## Directions for this task
Would you give again, exactly, the lines running from the line with "to install Ctrl+C" to the end of the data below, both included?

(Extracted data entries)

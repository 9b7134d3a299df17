//! Storefront Catalog - cached product catalog for storefront listings
//!
//! Serves filtered, sorted, paginated listing views over HTTP.

use std::net::SocketAddr;

use anyhow::Context;
use tokio::signal;
use tracing::info;
use tracing_subscriber::{layer::SubscriberExt, util::SubscriberInitExt};

use storefront_catalog::api::{create_router, AppState};
use storefront_catalog::Config;

/// Main entry point for the catalog service.
///
/// # Startup Sequence
/// 1. Initialize tracing subscriber for logging
/// 2. Load configuration from environment variables
/// 3. Create the catalog cache and feed client
/// 4. Create Axum router with all endpoints
/// 5. Start HTTP server on configured port
/// 6. Handle graceful shutdown on SIGINT/SIGTERM
#[tokio::main]
async fn main() -> anyhow::Result<()> {
    // Defaults to "info" level, can be overridden with RUST_LOG env var
    tracing_subscriber::registry()
        .with(
            tracing_subscriber::EnvFilter::try_from_default_env()
                .unwrap_or_else(|_| "storefront_catalog=info,tower_http=info".into()),
        )
        .with(tracing_subscriber::fmt::layer())
        .init();

    info!("Starting Storefront Catalog service");

    let config = Config::from_env();
    info!(
        "Configuration loaded: catalog={}, per_page={}, ttl={}s, timeout={}s, port={}",
        config.catalog_base_url,
        config.per_page,
        config.cache_ttl,
        config.fetch_timeout,
        config.server_port
    );

    let state = AppState::from_config(&config).context("failed to build application state")?;
    info!(
        "Catalog cache initialized (session dir {})",
        config.session_cache_dir.display()
    );

    let app = create_router(state);

    let addr = SocketAddr::from(([0, 0, 0, 0], config.server_port));
    let listener = tokio::net::TcpListener::bind(addr)
        .await
        .with_context(|| format!("failed to bind {}", addr))?;
    info!("Server listening on http://{}", addr);

    axum::serve(listener, app)
        .with_graceful_shutdown(shutdown_signal())
        .await
        .context("server error")?;

    info!("Server shutdown complete");
    Ok(())
}

/// Waits for shutdown signal (Ctrl+C or SIGTERM).
async fn shutdown_signal() {
    let ctrl_c = async {
        if let Err(e) = signal::ctrl_c().await {
            tracing::error!("Failed to install Ctrl+C handler: {}", e);
            std::future::pending::<()>().await;
        }
    };

    #[cfg(unix)]
    let terminate = async {
        match signal::unix::signal(signal::unix::SignalKind::terminate()) {
            Ok(mut sig) => {
                sig.recv().await;
            }
            Err(e) => {
                tracing::error!("Failed to install SIGTERM handler: {}", e);
                std::future::pending::<()>().await;
            }
        }
    };

    #[cfg(not(unix))]
    let terminate = std::future::pending::<()>();

    tokio::select! {
        _ = ctrl_c => {
            info!("Received Ctrl+C, initiating shutdown...");
        }
        _ = terminate => {
            info!("Received SIGTERM, initiating shutdown...");
        }
    }
}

## Written solution
            tracing::error!("Failed to install Ctrl+C handler: {}", e);
            std::future::pending::<()>().await;
        }
    };

    #[cfg(unix)]
    let terminate = async {
        match signal::unix::signal(signal::unix::SignalKind::terminate()) {
            Ok(mut sig) => {
                sig.recv().await;
            }
            Err(e) => {
                tracing::error!("Failed to install SIGTERM handler: {}", e);
                std::future::pending::<()>().await;
            }
        }
    };

    #[cfg(not(unix))]
    let terminate = std::future::pending::<()>();

    tokio::select! {
        _ = ctrl_c => {
            info!("Received Ctrl+C, initiating shutdown...");
        }
        _ = terminate => {
            info!("Received SIGTERM, initiating shutdown...");
        }
    }
}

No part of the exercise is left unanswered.